Il crollo della Seconda Repubblica
CASARI E GLI ALTRI DELLE COOP POTENTI COME OLIGARCHI RUSSI
(Giorgio Meletti)
01/04/2015 di triskel182
IL BOSS ARRESTATO DI CPL CONCORDIA ESEMPIO DEI MANAGER CHE, FINITO IL PCI, SONO STATI LIBERI DI INSEGUIRE IL PROFITTO A OGNI COSTO. E CON OGNI MEZZO.
Commentando l’arresto del padre-padrone della Cpl Concordia, il modenese Roberto Casari, il presidente di Legacoop, il modenese Mauro Lusetti, ha detto due cose importanti: “Le responsabilità sono personali. Noi non proteggeremo nessuno”.
Due profonde verità. Sicuramente le responsabilità di Casari sono personali, visto che il manager cooperativo non rappresenta niente e nessuno se non il proprio potere assoluto: è stato presidente della Cpl Concordia dal 1976 al 30 gennaio scorso, per 39 anni. Gianni Agnelli è stato presidente della Fiat di cui era padrone per soli 30 anni: in confronto a Casari è stato un manager di passaggio. Ed è ovvio che Legacoop non proteggerà nessuno.
È da 25 anni che non lo fa. Dal 1990, dalla svolta di Achille Occhetto, ha perso ogni autorità sui manager cooperativi.

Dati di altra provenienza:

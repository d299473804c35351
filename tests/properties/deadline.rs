//! Property tests for the business-day deadline calculator.

use chrono::{Datelike, Duration, NaiveDate, Weekday};
use proptest::prelude::*;

use termo::deadline::{compute_deadline, is_business_day, DeadlineRequest, HolidaySet};

/// Reference oracle: the same skip logic, written independently over raw
/// `(month, day)` pairs rather than a `HolidaySet`.
fn reference_deadline(start: NaiveDate, days: i64, holidays: &[(u32, u32)]) -> NaiveDate {
    let mut date = start;
    let mut counted = 0;
    while counted < days {
        date += Duration::days(1);
        let weekend = date.weekday() == Weekday::Sat || date.weekday() == Weekday::Sun;
        let holiday = holidays.contains(&(date.month(), date.day()));
        if !weekend && !holiday {
            counted += 1;
        }
    }
    date
}

fn arb_date() -> impl Strategy<Value = NaiveDate> {
    // Day capped at 28 so every (year, month, day) triple is a valid date.
    (1990i32..2100, 1u32..=12, 1u32..=28)
        .prop_map(|(y, m, d)| NaiveDate::from_ymd_opt(y, m, d).unwrap())
}

fn arb_holiday_pairs() -> impl Strategy<Value = Vec<(u32, u32)>> {
    proptest::collection::vec((1u32..=12, 1u32..=28), 0..6)
}

fn holiday_set(pairs: &[(u32, u32)]) -> HolidaySet {
    let mut set = HolidaySet::new();
    for &(month, day) in pairs {
        set.insert(month, day).unwrap();
    }
    set
}

proptest! {
    #![proptest_config(ProptestConfig {
        cases: 96,
        .. ProptestConfig::default()
    })]

    /// PROPERTY: Zero business days returns the start date unchanged.
    #[test]
    fn property_zero_days_is_identity(
        start in arb_date(),
        pairs in arb_holiday_pairs(),
    ) {
        let holidays = holiday_set(&pairs);
        let request = DeadlineRequest { start, business_days: 0 };
        prop_assert_eq!(compute_deadline(request, &holidays).unwrap(), start);
    }

    /// PROPERTY: The result is on or after the start, strictly after for n > 0.
    #[test]
    fn property_monotonic_non_decrease(
        start in arb_date(),
        days in 0i64..120,
        pairs in arb_holiday_pairs(),
    ) {
        let holidays = holiday_set(&pairs);
        let request = DeadlineRequest { start, business_days: days };
        let result = compute_deadline(request, &holidays).unwrap();
        prop_assert!(result >= start);
        if days > 0 {
            prop_assert!(result > start);
        }
    }

    /// PROPERTY: The result is never a Saturday, Sunday or configured holiday.
    #[test]
    fn property_result_is_business_day(
        start in arb_date(),
        days in 1i64..120,
        pairs in arb_holiday_pairs(),
    ) {
        let holidays = holiday_set(&pairs);
        let request = DeadlineRequest { start, business_days: days };
        let result = compute_deadline(request, &holidays).unwrap();
        prop_assert!(is_business_day(result, &holidays));
    }

    /// PROPERTY: Exactly n business days lie strictly after the start, up to
    /// and including the result.
    #[test]
    fn property_exact_business_day_count(
        start in arb_date(),
        days in 0i64..120,
        pairs in arb_holiday_pairs(),
    ) {
        let holidays = holiday_set(&pairs);
        let request = DeadlineRequest { start, business_days: days };
        let result = compute_deadline(request, &holidays).unwrap();

        let mut counted = 0;
        let mut date = start;
        while date < result {
            date += Duration::days(1);
            if is_business_day(date, &holidays) {
                counted += 1;
            }
        }
        prop_assert_eq!(counted, days);
    }

    /// PROPERTY: The calculator agrees with the reference oracle.
    #[test]
    fn property_matches_reference_oracle(
        start in arb_date(),
        days in 0i64..120,
        pairs in arb_holiday_pairs(),
    ) {
        let holidays = holiday_set(&pairs);
        let request = DeadlineRequest { start, business_days: days };
        prop_assert_eq!(
            compute_deadline(request, &holidays).unwrap(),
            reference_deadline(start, days, &pairs)
        );
    }

    /// PROPERTY: Negative day counts are always rejected.
    #[test]
    fn property_negative_days_rejected(
        start in arb_date(),
        days in i64::MIN..0,
        pairs in arb_holiday_pairs(),
    ) {
        let holidays = holiday_set(&pairs);
        let request = DeadlineRequest { start, business_days: days };
        prop_assert!(compute_deadline(request, &holidays).is_err());
    }
}

/// The 45-business-day scenario from the paper form, checked against the
/// oracle rather than a hand-picked date.
#[test]
fn test_default_contract_scenario_matches_oracle() {
    let pairs = vec![(1, 1), (1, 25)];
    let holidays = holiday_set(&pairs);
    let start = NaiveDate::from_ymd_opt(2024, 1, 24).unwrap();
    let request = DeadlineRequest {
        start,
        business_days: 45,
    };
    let result = compute_deadline(request, &holidays).unwrap();
    assert_eq!(result, reference_deadline(start, 45, &pairs));
    // Sanity: the contract lands in March 2024 and on a business day.
    assert_eq!((result.year(), result.month()), (2024, 3));
    assert!(is_business_day(result, &holidays));
}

CASARI NON È UN CASO isolato. Il suo acerrimo nemico Claudio Levorato è alla guida della Manutencoop di Bologna dal 1984. Turiddo Campaini l’anno scorso è passato alla presidenza onoraria della Unicoop Firenze della quale è padrone assoluto dal 1973, anno del golpe di Augusto Pinochet in Cile. Pier Luigi Stefanini, oggi presidente di Unipol-Sai, nel 1990 era presidente della Legacoop di Bologna.
Il 16 dicembre scorso Lusetti, nella relazione introduttiva all’assemblea di Legacoop, ha riproposto timidamente l’idea di un limite ai mandati dei manager cooperativi e la platea di intoccabili ha reagito con la tradizionale alzata di spalle. Nell’intervista che pubblichiamo qui sotto un altro modenese, Lanfranco Turci, ex presidente di Legacoop, racconta che dieci anni fa, da senatore Ds, cercò di far inserire nel codice civile il limite ai mandati e ai super stipendi per gli amministratori delle coop, ma la lobby, guidata da Giuliano Poletti
– oggi renzianissimo ministro del Lavoro – lo bloccò.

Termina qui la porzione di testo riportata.